- _What needs to be done_
Print each line from the start of the records below up through the line where "pub use repositories::game::GameInsertOutcome;" is found, exactly as given.

[Dataset entries]
--- START ---

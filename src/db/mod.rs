use crate::domain::EntityKind;
use crate::entities::{custom_list_entries, custom_lists, games, user_games};
use crate::models::GameRecord;
use anyhow::Result;
use sea_orm::{ConnectOptions, ConnectionTrait, Database, DatabaseConnection, Statement};
use std::collections::HashMap;
use std::path::Path;
use std::time::Duration;
use tracing::info;

pub mod migrator;
pub mod repositories;

pub use repositories::collection::CollectionRow;
pub use repositories::game::GameInsertOutcome;

#[derive(Clone)]
pub struct Store {
    pub conn: DatabaseConnection,
}

impl Store {
    pub async fn new(db_url: &str) -> Result<Self> {
        Self::with_pool_options(db_url, 5, 1).await
    }

    pub async fn with_pool_options(
        db_url: &str,
        max_connections: u32,
        min_connections: u32,
    ) -> Result<Self> {
        use sea_orm_migration::MigratorTrait;

        let path_str = db_url.trim_start_matches("sqlite:");
        if !path_str.starts_with(":memory:") {
            if let Some(parent) = Path::new(path_str).parent() {
                tokio::fs::create_dir_all(parent).await.ok();
            }
            if !Path::new(path_str).exists() {
                std::fs::File::create(path_str)?;
            }
        }

        let mut opt = ConnectOptions::new(db_url.to_string());
        opt.max_connections(max_connections)
            .min_connections(min_connections)
            .connect_timeout(Duration::from_secs(10))
            .acquire_timeout(Duration::from_secs(10))
            .idle_timeout(Duration::from_secs(300))
            .max_lifetime(Duration::from_secs(600))
            .sqlx_logging(false);

        let conn = Database::connect(opt).await?;

        migrator::Migrator::up(&conn, None).await?;

        info!(
            "Database connected & migrations applied (pool: {}-{})",
            min_connections, max_connections
        );

        Ok(Self { conn })
    }

    pub async fn ping(&self) -> Result<()> {
        let backend = self.conn.get_database_backend();
        self.conn
            .query_one(Statement::from_string(backend, "SELECT 1".to_string()))
            .await?;
        Ok(())
    }

    fn game_repo(&self) -> repositories::game::GameRepository {
        repositories::game::GameRepository::new(self.conn.clone())
    }

    fn catalog_repo(&self) -> repositories::catalog_entity::CatalogEntityRepository {
        repositories::catalog_entity::CatalogEntityRepository::new(self.conn.clone())
    }

    fn collection_repo(&self) -> repositories::collection::CollectionRepository {
        repositories::collection::CollectionRepository::new(self.conn.clone())
    }

    fn list_repo(&self) -> repositories::list::ListRepository {
        repositories::list::ListRepository::new(self.conn.clone())
    }

    // ========== Game Methods ==========

    pub async fn get_game(&self, id: i32) -> Result<Option<games::Model>> {
        self.game_repo().get(id).await
    }

    pub async fn find_game_by_external_id(&self, external_id: i64) -> Result<Option<games::Model>> {
        self.game_repo().find_by_external_id(external_id).await
    }

    pub async fn find_game_by_name(&self, name: &str) -> Result<Option<games::Model>> {
        self.game_repo().find_by_name(name).await
    }

    pub async fn backfill_game_external_id(&self, id: i32, external_id: i64) -> Result<()> {
        self.game_repo().set_external_id(id, external_id).await
    }

    pub async fn insert_game(&self, record: &GameRecord) -> Result<GameInsertOutcome> {
        self.game_repo().insert_new(record).await
    }

    // ========== Catalog Entity Methods ==========

    pub async fn find_entities_by_names(
        &self,
        kind: EntityKind,
        names: &[String],
    ) -> Result<Vec<(i32, String)>> {
        self.catalog_repo().find_by_names(kind, names).await
    }

    pub async fn insert_entities_ignore_conflicts(
        &self,
        kind: EntityKind,
        rows: &[(String, String)],
    ) -> Result<()> {
        self.catalog_repo().insert_missing(kind, rows).await
    }

    pub async fn link_game_entities(
        &self,
        kind: EntityKind,
        game_id: i32,
        entity_ids: &[i32],
    ) -> Result<()> {
        self.catalog_repo()
            .link_game(kind, game_id, entity_ids)
            .await
    }

    // ========== Collection Methods ==========

    pub async fn get_collection_entry(
        &self,
        user_id: i32,
        game_id: i32,
    ) -> Result<Option<user_games::Model>> {
        self.collection_repo().get(user_id, game_id).await
    }

    pub async fn insert_collection_entry(
        &self,
        user_id: i32,
        game_id: i32,
        status: &str,
        score: Option<i32>,
    ) -> Result<()> {
        self.collection_repo()
            .insert(user_id, game_id, status, score)
            .await
    }

    pub async fn update_collection_entry(
        &self,
        user_id: i32,
        game_id: i32,
        status: Option<&str>,
        score: Option<i32>,
    ) -> Result<()> {
        self.collection_repo()
            .update(user_id, game_id, status, score)
            .await
    }

    pub async fn remove_collection_entry(&self, user_id: i32, game_id: i32) -> Result<bool> {
        self.collection_repo().remove(user_id, game_id).await
    }

    pub async fn collection_for_user(&self, user_id: i32) -> Result<Vec<CollectionRow>> {
        self.collection_repo().list_for_user(user_id).await
    }

    // ========== Custom List Methods ==========

    pub async fn count_lists_for_owner(&self, user_id: i32) -> Result<u64> {
        self.list_repo().count_for_owner(user_id).await
    }

    pub async fn owner_list_slugs(
        &self,
        user_id: i32,
        exclude: Option<i32>,
    ) -> Result<Vec<String>> {
        self.list_repo().slugs_for_owner(user_id, exclude).await
    }

    pub async fn get_list(&self, list_id: i32) -> Result<Option<custom_lists::Model>> {
        self.list_repo().get(list_id).await
    }

    #[allow(clippy::too_many_arguments)]
    pub async fn insert_list(
        &self,
        user_id: i32,
        name: &str,
        slug: &str,
        description: Option<&str>,
        cover_color: Option<&str>,
        is_public: bool,
    ) -> Result<custom_lists::Model> {
        self.list_repo()
            .insert(user_id, name, slug, description, cover_color, is_public)
            .await
    }

    #[allow(clippy::too_many_arguments)]
    pub async fn update_list(
        &self,
        list_id: i32,
        name: Option<&str>,
        slug: Option<&str>,
        description: Option<&str>,
        cover_color: Option<&str>,
        is_public: Option<bool>,
    ) -> Result<()> {
        self.list_repo()
            .update(list_id, name, slug, description, cover_color, is_public)
            .await
    }

    pub async fn delete_list(&self, list_id: i32) -> Result<bool> {
        self.list_repo().delete(list_id).await
    }

    pub async fn lists_with_stats(
        &self,
        user_id: i32,
        cover_limit: usize,
    ) -> Result<Vec<(custom_lists::Model, i64, Vec<String>)>> {
        self.list_repo().lists_with_stats(user_id, cover_limit).await
    }

    pub async fn get_list_entry(
        &self,
        list_id: i32,
        game_id: i32,
    ) -> Result<Option<custom_list_entries::Model>> {
        self.list_repo().entry(list_id, game_id).await
    }

    pub async fn list_entries(&self, list_id: i32) -> Result<Vec<custom_list_entries::Model>> {
        self.list_repo().entries_for_list(list_id).await
    }

    pub async fn max_list_position(&self, list_id: i32) -> Result<Option<i32>> {
        self.list_repo().max_position(list_id).await
    }

    #[allow(clippy::too_many_arguments)]
    pub async fn insert_list_entry(
        &self,
        list_id: i32,
        game_id: i32,
        position: i32,
        note: Option<&str>,
        status: Option<&str>,
        score: Option<i32>,
    ) -> Result<custom_list_entries::Model> {
        self.list_repo()
            .insert_entry(list_id, game_id, position, note, status, score)
            .await
    }

    pub async fn update_list_entry(
        &self,
        list_id: i32,
        game_id: i32,
        note: Option<&str>,
        status: Option<&str>,
        score: Option<i32>,
    ) -> Result<()> {
        self.list_repo()
            .update_entry(list_id, game_id, note, status, score)
            .await
    }

    pub async fn remove_list_entry(&self, list_id: i32, game_id: i32) -> Result<bool> {
        self.list_repo().delete_entry(list_id, game_id).await
    }

    /// Names of every tag linked to a game, grouped by kind.
    pub async fn game_entity_names(
        &self,
        game_id: i32,
    ) -> Result<HashMap<EntityKind, Vec<String>>> {
        let mut result = HashMap::new();
        for kind in EntityKind::ALL {
            let names = self.catalog_repo().names_for_game(kind, game_id).await?;
            result.insert(kind, names);
        }
        Ok(result)
    }
}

--- END ---

- _Answer for the task_
filename src/db/mod.rs
use crate::domain::EntityKind;
use crate::entities::{custom_list_entries, custom_lists, games, user_games};
use crate::models::GameRecord;
use anyhow::Result;
use sea_orm::{ConnectOptions, ConnectionTrait, Database, DatabaseConnection, Statement};
use std::collections::HashMap;
use std::path::Path;
use std::time::Duration;
use tracing::info;

pub mod migrator;
pub mod repositories;

pub use repositories::collection::CollectionRow;
pub use repositories::game::GameInsertOutcome;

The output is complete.